Am 30.03.20 um 14:18 schrieb Paul Menzel:
> How do you run `mdcheck` in production without noticeably affecting the
> system?

you can' for years

either lower "dev.raid.speed_limit_max" and wait ages for the raid check
or cripple system performance

i remember "dev.raid.speed_limit_max" did 10 years ago what it is
supposed to do: use that when the system is idle but slow down the
raid-check in case of heavy user-io

but the current drama exists for many years

^ permalink raw reply	[flat|nested] 6+ messages in thread

* Re: mdcheck: slow system issues
  2020-03-30 13:27 ` Reindl Harald
@ 2020-03-30 13:38   ` Roman Mamedov
  0 siblings, 0 replies; 6+ messages in thread
From: Roman Mamedov @ 2020-03-30 13:38 UTC (permalink / raw)
  To: Reindl Harald; +Cc: Paul Menzel, linux-raid

On Mon, 30 Mar 2020 15:27:13 +0200
Reindl Harald <h.reindl@thelounge.net> wrote:

> 
> 
> Am 30.03.20 um 14:18 schrieb Paul Menzel:
> > How do you run `mdcheck` in production without noticeably affecting the
> > system?
> 
> you can' for years
> 
> either lower "dev.raid.speed_limit_max" and wait ages for the raid check
> or cripple system performance
> 
> i remember "dev.raid.speed_limit_max" did 10 years ago what it is
> supposed to do: use that when the system is idle but slow down the
> raid-check in case of heavy user-io
> 
> but the current drama exists for many years

This still cleanly reverts on current kernels and I believe is the cause of
what you are talking about. Would be nice if you can check if that's indeed
the case. ("patch -R" with the below)

---


From ac8fa4196d205ac8fff3f8932bddbad4f16e4110 Mon Sep 17 00:00:00 2001
From: NeilBrown <neilb@suse.de>
Date: Thu, 19 Feb 2015 16:55:00 +1100
Subject: md: allow resync to go faster when there is competing IO.

When md notices non-sync IO happening while it is trying
to resync (or reshape or recover) it slows down to the
set minimum.

The default minimum might have made sense many years ago
but the drives have become faster.  Changing the default
to match the times isn't really a long term solution.

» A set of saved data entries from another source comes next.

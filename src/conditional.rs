//! Nodes whose layout depends on data read earlier.

use tracing::trace;

use crate::errors::{Error, Result};
use crate::node::FormatNode;
use crate::scope::Scope;
use crate::size::Condition;
use crate::stream::BitStream;
use crate::value::Value;

/// A node that is only present when its condition holds.
///
/// An absent value parses as [`Value::Null`].
#[derive(Debug, Clone)]
pub struct OptionalNode {
    pub condition: Condition,
    pub item: Box<FormatNode>,
}

impl OptionalNode {
    pub fn new(condition: impl Into<Condition>, item: FormatNode) -> Self {
        Self {
            condition: condition.into(),
            item: Box::new(item),
        }
    }

    pub(crate) fn parse_in(&self, stream: &mut BitStream<'_>, scope: &Scope<'_>) -> Result<Value> {
        if self.condition.evaluate(stream, scope)? {
            self.item.parse_in(stream, scope)
        } else {
            trace!("optional value absent");
            Ok(Value::Null)
        }
    }

    pub(crate) fn compose_in(
        &self,
        stream: &mut BitStream<'_>,
        value: &Value,
        scope: &Scope<'_>,
    ) -> Result<()> {
        let present = !value.is_null();
        self.condition.compose_presence(stream, present, scope)?;
        if present {
            self.item.compose_in(stream, value, scope)?;
        }
        Ok(())
    }
}

/// Branch taken by a [`ChoiceNode`] for one selector value.
#[derive(Debug, Clone)]
pub enum ChoiceArm {
    Node(FormatNode),
    /// Returned as is, without reading anything further.
    Literal(Value),
}

impl From<FormatNode> for ChoiceArm {
    fn from(value: FormatNode) -> Self {
        ChoiceArm::Node(value)
    }
}

impl From<Value> for ChoiceArm {
    fn from(value: Value) -> Self {
        ChoiceArm::Literal(value)
    }
}

/// Picks a branch by a selector value parsed from the stream.
#[derive(Debug, Clone)]
pub struct ChoiceNode {
    pub selector: Box<FormatNode>,
    pub arms: Vec<(Value, ChoiceArm)>,
}

impl ChoiceNode {
    pub fn new(selector: FormatNode, arms: impl IntoIterator<Item = (Value, ChoiceArm)>) -> Self {
        Self {
            selector: Box::new(selector),
            arms: arms.into_iter().collect(),
        }
    }

    /// Arm registered for `key`. Integer-valued keys match across
    /// representations, so a boolean selector finds arms keyed `0` and `1`.
    pub fn arm(&self, key: &Value) -> Option<&ChoiceArm> {
        let wanted = integer_key(key);
        self.arms.iter().find_map(|(candidate, arm)| {
            let matches =
                candidate == key || (wanted.is_some() && integer_key(candidate) == wanted);
            matches.then_some(arm)
        })
    }

    pub(crate) fn parse_in(&self, stream: &mut BitStream<'_>, scope: &Scope<'_>) -> Result<Value> {
        let key = self.selector.parse_in(stream, scope)?;
        trace!(selector = %key, "choice selector");
        match self.arm(&key) {
            Some(ChoiceArm::Node(node)) => node.parse_in(stream, scope),
            Some(ChoiceArm::Literal(value)) => Ok(value.clone()),
            None => Err(Error::UnknownChoice {
                key: key.to_string(),
                choices: self.arms.iter().map(|(key, _)| key.to_string()).collect(),
            }),
        }
    }

    pub(crate) fn compose_in(
        &self,
        _stream: &mut BitStream<'_>,
        _value: &Value,
        _scope: &Scope<'_>,
    ) -> Result<()> {
        Err(Error::unsupported(
            "a choice cannot recover its selector from the chosen value",
        ))
    }
}

fn integer_key(value: &Value) -> Option<i128> {
    match value {
        Value::Bool(_) | Value::U64(_) | Value::I64(_) | Value::Big(_) => value.to_i128(),
        Value::Typed { inner, .. } => integer_key(inner),
        _ => None,
    }
}

#[cfg(test)]
mod tests {
    use super::*;
    use crate::errors::ErrorKind;
    use crate::field::StructField;
    use crate::source::MemoryStream;

    fn compose(node: &FormatNode, value: &Value) -> Result<Vec<u8>> {
        let mut sink = MemoryStream::new();
        {
            let mut stream = BitStream::new(&mut sink);
            node.compose(&mut stream, value)?;
            stream.align()?;
        }
        Ok(sink.into_bytes())
    }

    fn flagged() -> FormatNode {
        FormatNode::structure([
            StructField::new("has_id", FormatNode::integer(8)),
            StructField::new("id", FormatNode::optional("has_id", FormatNode::integer(8))),
        ])
    }

    #[test]
    fn test_optional_from_field() {
        let format = flagged();
        let present = format.parse_bytes(&[1, 9]).unwrap();
        assert_eq!(present.get("id"), Some(&Value::U64(9)));
        let absent = format.parse_bytes(&[0]).unwrap();
        assert_eq!(absent.get("id"), Some(&Value::Null));

        assert_eq!(compose(&format, &present).unwrap(), [1, 9]);
        assert_eq!(compose(&format, &absent).unwrap(), [0]);
        let missing_id = Value::map([("has_id", Value::U64(1))]);
        assert_eq!(
            compose(&format, &missing_id).unwrap_err().kind(),
            ErrorKind::InvalidFormat
        );
    }

    #[test]
    fn test_optional_from_node() {
        let node = FormatNode::optional(FormatNode::boolean(), FormatNode::integer(7));
        assert_eq!(node.parse_bytes(&[0b1010_1011]).unwrap(), Value::U64(0b101_0101));
        assert_eq!(node.parse_bytes(&[0b1010_1010]).unwrap(), Value::Null);

        assert_eq!(compose(&node, &Value::U64(0b101_0101)).unwrap(), [0b1010_1011]);
        assert_eq!(compose(&node, &Value::Null).unwrap(), [0]);
    }

    #[test]
    fn test_optional_literal_and_callback() {
        let never = FormatNode::optional(false, FormatNode::integer(8));
        assert_eq!(never.parse_bytes(&[1]).unwrap(), Value::Null);
        assert!(compose(&never, &Value::U64(1)).is_err());

        let peek = FormatNode::optional(
            crate::size::Condition::callback(|stream| Ok(!stream.at_end()?)),
            FormatNode::integer(8),
        );
        assert_eq!(peek.parse_bytes(&[4]).unwrap(), Value::U64(4));
        assert_eq!(peek.parse_bytes(&[]).unwrap(), Value::Null);
        assert_eq!(compose(&peek, &Value::U64(4)).unwrap(), [4]);
    }

    fn shapes() -> FormatNode {
        FormatNode::choice(
            FormatNode::integer(8),
            [
                (Value::U64(1), ChoiceArm::Node(FormatNode::integer(16))),
                (Value::U64(2), ChoiceArm::Literal(Value::from("empty"))),
            ],
        )
    }

    #[test]
    fn test_choice() {
        let node = shapes();
        assert_eq!(node.parse_bytes(&[1, 0x01, 0x02]).unwrap(), Value::U64(0x0102));
        assert_eq!(node.parse_bytes(&[2]).unwrap(), Value::from("empty"));
        assert_eq!(
            compose(&node, &Value::U64(1)).unwrap_err().kind(),
            ErrorKind::Unsupported
        );
    }

    #[test]
    fn test_choice_unknown_selector() {
        let err = shapes().parse_bytes(&[7]).unwrap_err();
        assert_eq!(err.kind(), ErrorKind::InvalidFormat);
        match &err {
            Error::UnknownChoice { key, choices } => {
                assert_eq!(key, "7");
                assert_eq!(choices, &["1", "2"]);
            }
            other => panic!("unexpected error {other}"),
        }
        assert_eq!(
            err.to_string(),
            "unknown choice selector 7, choices are [1, 2]"
        );
    }

    #[test]
    fn test_choice_keys_match_across_integer_kinds() {
        let node = FormatNode::choice(
            FormatNode::boolean(),
            [
                (Value::U64(0), ChoiceArm::Literal(Value::from("off"))),
                (Value::I64(1), ChoiceArm::Literal(Value::from("on"))),
            ],
        );
        assert_eq!(node.parse_bytes(&[0b1]).unwrap(), Value::from("on"));
        assert_eq!(node.parse_bytes(&[0b0]).unwrap(), Value::from("off"));

        let floats = FormatNode::choice(
            FormatNode::boolean(),
            [(Value::Float(1.0), ChoiceArm::Literal(Value::from("on")))],
        );
        assert!(matches!(
            floats.parse_bytes(&[0b1]).unwrap_err(),
            Error::UnknownChoice { .. }
        ));
    }
}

This patch changes the code so that instead of waiting until the speed
has dropped to the target, it just waits until pending requests
have completed.
This means that the delay inserted is a function of the speed
of the devices.

Testing shows that:
 - for some loads, the resync speed is unchanged.  For those loads
   increasing the minimum doesn't change the speed either.
   So this is a good result.  To increase resync speed under such
   loads we would probably need to increase the resync window
   size.

 - for other loads, resync speed does increase to a reasonable
   fraction (e.g. 20%) of maximum possible, and throughput of
   the load only drops a little bit (e.g. 10%)

 - for other loads, throughput of the non-sync load drops quite a bit
   more.  These seem to be latency-sensitive loads.

So it isn't a perfect solution, but it is mostly an improvement.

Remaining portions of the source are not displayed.